During the conference Apple has announced a combination of upgrades and new features that are all labeled as Kits.
If any of you have watched the Disney Channel movie Smart House either with your kids or on your own this next Kit is right up that alley. With their HomeKit framework Apple aims to make a splash in the Smart Home market. A framework, for those who are unclear on the meaning, is essentially a support structure that is in place to guide the developer through the creation process. (For more information on frameworks check out previous articles by Website Magazine on Front-End and Back-End frameworks.) Home Kit will support apps from developers that discover and configure devices that are within the users home to controlled by their iPhone or iPad. An added bonus of this feature for users is that once they have configured them to their iPhone or iPad, they can then control them through Siri, Apples personal assistant.
Another significant release for developers is called CloudKit, now included as part of Apple's popular iCloud service. This framework will help manage the transer of data to and from the existing Cloud service offered by Apple. The big draw of Cloudkit is that it lets developers enables use of cloud components in apps more easily. Such features include iCloud authentification, database storage as well as notifications. While the free storage on CloudKit is impressive there are limits. So far there is no word on what the penalty is if the limits are exceeded.

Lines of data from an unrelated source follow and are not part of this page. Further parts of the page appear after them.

use std::path::Path;

use anyhow::Context as _;

use crate::app::document_store::DocumentStore;
use crate::app::model::Document;
use crate::formats::CatalogRecord;

#[derive(Debug, Clone, Copy, Default, PartialEq, Eq)]
pub struct ImportSummary {
    pub imported: usize,
    pub already_present: usize,
}

/// Reads a JSON Lines catalog. Blank lines are ignored; any malformed line
/// fails the whole read.
pub fn read_catalog(path: &Path) -> anyhow::Result<Vec<CatalogRecord>> {
    let raw = std::fs::read_to_string(path)
        .with_context(|| format!("read catalog: {}", path.display()))?;
    raw.lines()
        .enumerate()
        .filter(|(_, line)| !line.trim().is_empty())
        .map(|(idx, line)| {
            serde_json::from_str::<CatalogRecord>(line)
                .with_context(|| format!("parse catalog line {}", idx + 1))
        })
        .collect()
}

/// Seeds `pending` documents. Documents that already exist are left alone
/// so a re-import never resets extraction progress.
pub async fn import_catalog(
    store: &dyn DocumentStore,
    records: Vec<CatalogRecord>,
) -> anyhow::Result<ImportSummary> {
    let mut summary = ImportSummary::default();
    for record in records {
        let document = Document::from_catalog(record).context("build document")?;
        if store
            .get(&document.id)
            .await
            .context("load document")?
            .is_some()
        {
            summary.already_present += 1;
            continue;
        }
        store.put(&document).await.context("save document")?;
        tracing::debug!(document_id = %document.id, name = %document.display_name(), "imported");
        summary.imported += 1;
    }
    Ok(summary)
}

#[cfg(test)]
mod tests {
    use super::*;
    use crate::app::document_store::InMemoryDocumentStore;
    use crate::app::model::ContentStatus;

    const CATALOG: &str = r#"{"year": 2024, "make": "Toyota", "model": "RAV4", "source": "https://example.com/rav4.pdf"}

{"id": "camry-2023", "year": 2023, "make": "Toyota", "model": "Camry", "variant": "Hybrid", "source": "manuals/camry.pdf"}
"#;

    #[tokio::test]
    async fn imports_once() -> anyhow::Result<()> {
        let dir = tempfile::tempdir()?;
        let path = dir.path().join("catalog.jsonl");
        std::fs::write(&path, CATALOG)?;

        let records = read_catalog(&path)?;
        assert_eq!(records.len(), 2);

        let store = InMemoryDocumentStore::new();
        let first = import_catalog(&store, records.clone()).await?;
        assert_eq!(
            first,
            ImportSummary {
                imported: 2,
                already_present: 0
            }
        );
        let camry = store.get("camry-2023").await?.unwrap();
        assert_eq!(camry.content_status, ContentStatus::Pending);
        assert_eq!(camry.display_name(), "2023 Toyota Camry Hybrid");

        let second = import_catalog(&store, records).await?;
        assert_eq!(second.imported, 0);
        assert_eq!(second.already_present, 2);
        Ok(())
    }

    #[test]
    fn malformed_line_names_its_number() -> anyhow::Result<()> {
        let dir = tempfile::tempdir()?;
        let path = dir.path().join("catalog.jsonl");
        std::fs::write(&path, "{\"year\": 2020, \"make\": \"A\", \"model\": \"B\", \"source\": \"x\"}\n{oops}\n")?;
        let err = read_catalog(&path).unwrap_err();
        assert!(format!("{err:#}").contains("parse catalog line 2"));
        Ok(())
    }

    #[tokio::test]
    async fn empty_source_is_rejected() {
        let record = CatalogRecord {
            id: None,
            year: 2020,
            make: "A".to_owned(),
            model: "B".to_owned(),
            variant: None,
            source: " ".to_owned(),
        };
        let store = InMemoryDocumentStore::new();
        assert!(import_catalog(&store, vec![record]).await.is_err());
    }
}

Apple also announced the release of two Kits geared toward game developers, SceneKit and SpriteKit. Scene Kit is a 3-D graphic framework from Apple that uses a physics engine (a piece of software that simulates real-life truths like gravity and wind) to create animated scenes and effects in 3-D. Integrated within Scenekit is SpriteKit that endows developers with further animation capabilities including a new scene editor within Xcode. Xcode is an IDE (Integrated Development Environment) created by Apple containing tools to develop apps for Mac and iOS devices.

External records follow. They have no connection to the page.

use std::future::Future;
use std::time::Duration;

use crate::app::lifecycle::JobLifecycle;
use crate::app::model::{ContentStatus, Document};
use crate::app::status::StatusCounts;

pub const DEFAULT_STALE_AFTER: Duration = Duration::from_secs(30 * 60);
pub const DEFAULT_INTERVAL: Duration = Duration::from_secs(15 * 60);

#[derive(Debug, Clone)]
pub struct SweepReport {
    pub reset: Vec<Document>,
    pub counts: StatusCounts,
}

/// Periodically returns abandoned `extracting` claims to the pool.
pub struct Watchdog {
    lifecycle: JobLifecycle,
    stale_after: Duration,
    interval: Duration,
}

impl Watchdog {
    pub fn new(lifecycle: JobLifecycle, stale_after: Duration, interval: Duration) -> Self {
        Self {
            lifecycle,
            stale_after,
            interval,
        }
    }

    pub async fn sweep(&self) -> anyhow::Result<SweepReport> {
        let reset = self.lifecycle.reset_stale_claims(self.stale_after).await?;
        let counts = StatusCounts::collect(self.lifecycle.store().as_ref()).await?;
        tracing::info!(
            reset = reset.len(),
            pending = counts.get(ContentStatus::Pending),
            extracting = counts.get(ContentStatus::Extracting),
            extracted = counts.get(ContentStatus::Extracted),
            failed = counts.get(ContentStatus::Failed),
            "watchdog sweep"
        );
        Ok(SweepReport { reset, counts })
    }

    /// Sweeps every `interval` until `shutdown` resolves. Each report is
    /// handed to `on_sweep`.
    pub async fn run<S>(
        &self,
        shutdown: S,
        mut on_sweep: impl FnMut(&SweepReport),
    ) -> anyhow::Result<()>
    where
        S: Future<Output = ()>,
    {
        let mut ticker = tokio::time::interval(self.interval);
        ticker.set_missed_tick_behavior(tokio::time::MissedTickBehavior::Delay);
        tokio::pin!(shutdown);

        loop {
            tokio::select! {
                _ = &mut shutdown => {
                    tracing::info!("watchdog stopping");
                    return Ok(());
                }
                _ = ticker.tick() => {
                    let report = self.sweep().await?;
                    on_sweep(&report);
                }
            }
        }
    }
}
use std::collections::BTreeMap;

use anyhow::Context as _;

use crate::app::document_store::DocumentFilter;
use crate::app::lifecycle::JobLifecycle;
use crate::app::model::ContentStatus;
use crate::quality::{QualityEvaluator, QualityReport};

#[derive(Debug, Clone, Default)]
pub struct AuditOptions {
    pub limit: Option<usize>,
    /// Only audit content produced by this extraction method.
    pub method: Option<String>,
    /// Re-queue documents that fail the quality gate.
    pub fix: bool,
    /// With `fix`, delete their content and sections first.
    pub force: bool,
}

#[derive(Debug, Clone)]
pub struct AuditEntry {
    pub document_id: String,
    pub name: String,
    pub method: String,
    pub report: QualityReport,
    pub requeued: bool,
}

#[derive(Debug, Clone, Copy, Default, PartialEq, Eq)]
pub struct MethodTally {
    pub passed: usize,
    pub failed: usize,
}

#[derive(Debug, Clone, Default)]
pub struct AuditSummary {
    pub entries: Vec<AuditEntry>,
    pub by_method: BTreeMap<String, MethodTally>,
    /// Extracted documents with no stored content.
    pub missing_content: Vec<String>,
}

impl AuditSummary {
    pub fn passed(&self) -> usize {
        self.entries.iter().filter(|e| e.report.passed).count()
    }

    pub fn failed(&self) -> usize {
        self.entries.len() - self.passed()
    }

    pub fn requeued(&self) -> usize {
        self.entries.iter().filter(|e| e.requeued).count()
    }

    pub fn pass_rate(&self) -> f64 {
        if self.entries.is_empty() {
            return 0.0;
        }
        self.passed() as f64 * 100.0 / self.entries.len() as f64
    }
}

/// Re-scores stored extractions with the current evaluator.
pub async fn run_audit(
    lifecycle: &JobLifecycle,
    evaluator: &QualityEvaluator,
    options: &AuditOptions,
) -> anyhow::Result<AuditSummary> {
    let store = lifecycle.store();
    let mut filter = DocumentFilter::with_status(ContentStatus::Extracted);
    if let Some(limit) = options.limit {
        filter = filter.limit(limit);
    }
    let documents = store
        .list(&filter)
        .await
        .context("list extracted documents")?;

    let mut summary = AuditSummary::default();
    for document in documents {
        let Some(content) = store
            .get_content(&document.id)
            .await
            .context("load extracted content")?
        else {
            tracing::warn!(document_id = %document.id, "extracted document has no content");
            summary.missing_content.push(document.id);
            continue;
        };
        if let Some(method) = options.method.as_deref()
            && content.extraction_method != method
        {
            continue;
        }

        let sections = store
            .get_sections(&document.id)
            .await
            .context("load sections")?;
        let report = evaluator.evaluate(&content.content_markdown, &sections);

        let tally = summary
            .by_method
            .entry(content.extraction_method.clone())
            .or_default();
        if report.passed {
            tally.passed += 1;
        } else {
            tally.failed += 1;
        }

        let requeued = if !report.passed && options.fix {
            let requeued = lifecycle
                .requeue(&document.id, options.force)
                .await
                .with_context(|| format!("requeue {}", document.id))?;
            if requeued {
                tracing::info!(
                    document_id = %document.id,
                    score = report.score,
                    force = options.force,
                    "requeued low-quality extraction"
                );
            }
            requeued
        } else {
            false
        };

        summary.entries.push(AuditEntry {
            name: document.display_name(),
            document_id: document.id,
            method: content.extraction_method,
            report,
            requeued,
        });
    }
    Ok(summary)
}

#[cfg(test)]
mod tests {
    use std::sync::Arc;

    use super::*;
    use crate::app::document_store::{DocumentStore, InMemoryDocumentStore};
    use crate::app::model::{Document, ExtractedContent};
    use crate::app::state::RetryPolicy;
    use crate::sections::parse_sections;

    fn good_markdown() -> String {
        let body = "Rotate the tires every five thousand miles to keep wear even. ".repeat(20);
        (1..=6)
            .map(|i| format!("# Chapter {i}\n{body}\n"))
            .collect()
    }

    async fn seed(
        store: &Arc<dyn DocumentStore>,
        id: &str,
        markdown: &str,
        method: &str,
    ) -> anyhow::Result<()> {
        let mut doc = Document::new(id, 2022, "Nissan", "Leaf", format!("{id}.pdf"))?;
        doc.content_status = ContentStatus::Extracted;
        store.put(&doc).await?;
        let sections = parse_sections(markdown);
        store
            .put_content(&ExtractedContent::new(id, markdown, method, &sections))
            .await?;
        store.replace_sections(id, &sections).await?;
        Ok(())
    }

    async fn seeded() -> anyhow::Result<JobLifecycle> {
        let store: Arc<dyn DocumentStore> = Arc::new(InMemoryDocumentStore::new());
        seed(&store, "good", &good_markdown(), "marker-pdf").await?;
        seed(&store, "bad", "garbage", "marker-pdf").await?;
        seed(&store, "other", "garbage", "docling").await?;
        Ok(JobLifecycle::new(store, RetryPolicy::default()))
    }

    #[tokio::test]
    async fn reports_without_touching_documents() -> anyhow::Result<()> {
        let jobs = seeded().await?;
        let summary = run_audit(&jobs, &QualityEvaluator::default(), &AuditOptions::default())
            .await?;
        assert_eq!(summary.entries.len(), 3);
        assert_eq!(summary.passed(), 1);
        assert_eq!(summary.failed(), 2);
        assert_eq!(summary.requeued(), 0);
        assert_eq!(
            summary.by_method.get("marker-pdf"),
            Some(&MethodTally {
                passed: 1,
                failed: 1
            })
        );
        let bad = jobs.store().get("bad").await?.unwrap();
        assert_eq!(bad.content_status, ContentStatus::Extracted);
        Ok(())
    }

    #[tokio::test]
    async fn method_filter_skips_other_methods() -> anyhow::Result<()> {
        let jobs = seeded().await?;
        let options = AuditOptions {
            method: Some("docling".to_owned()),
            ..AuditOptions::default()
        };
        let summary = run_audit(&jobs, &QualityEvaluator::default(), &options).await?;
        let ids = summary
            .entries
            .iter()
            .map(|e| e.document_id.as_str())
            .collect::<Vec<_>>();
        assert_eq!(ids, vec!["other"]);
        Ok(())
    }

    #[tokio::test]
    async fn fix_requeues_failures_and_force_drops_content() -> anyhow::Result<()> {
        let jobs = seeded().await?;
        let options = AuditOptions {
            method: Some("marker-pdf".to_owned()),
            fix: true,
            force: true,
            ..AuditOptions::default()
        };
        let summary = run_audit(&jobs, &QualityEvaluator::default(), &options).await?;
        assert_eq!(summary.requeued(), 1);

        let store = jobs.store();
        let bad = store.get("bad").await?.unwrap();
        assert_eq!(bad.content_status, ContentStatus::Pending);
        assert!(store.get_content("bad").await?.is_none());
        assert!(store.get_sections("bad").await?.is_empty());

        let good = store.get("good").await?.unwrap();
        assert_eq!(good.content_status, ContentStatus::Extracted);
        Ok(())
    }

    #[tokio::test]
    async fn missing_content_is_reported() -> anyhow::Result<()> {
        let store: Arc<dyn DocumentStore> = Arc::new(InMemoryDocumentStore::new());
        let mut doc = Document::new("orphan", 2022, "Nissan", "Leaf", "o.pdf")?;
        doc.content_status = ContentStatus::Extracted;
        store.put(&doc).await?;
        let jobs = JobLifecycle::new(store, RetryPolicy::default());

        let summary = run_audit(&jobs, &QualityEvaluator::default(), &AuditOptions::default())
            .await?;
        assert!(summary.entries.is_empty());
        assert_eq!(summary.missing_content, vec!["orphan".to_owned()]);
        Ok(())
    }
}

Other noteworthy upgrades within iOS 8 are several updates to the app store which include an app preview feature which shows users a video of the main features of said app as well as an app bundle option which allows developers to sell a combination of apps at one price. Apple also announced that the total number of new APIs added in the new iOS is near 4,000, a significant increase from the 1,500 released with iOS 7. An API, or Application Programming Interface for those who do not know, is a set of protocols, routines and tools for creating software applications according to Webopedia. Another way to look at is that they are the construction materials used by the developer who, keeping with this line of thought, is the construction worker putting the materials together to create the software application, or finished structure.
Apple also announced a feature called Handoff which enables a user to start an activity on an iOS 8 or Mac OS X Yosemite device and continue it on another Apple device. Additionally, Apple announced another gameing framework called Metal which is heftier than both SceneKit and SpriteKit. Metal is meant to help developers who are designing more intricate and complex games.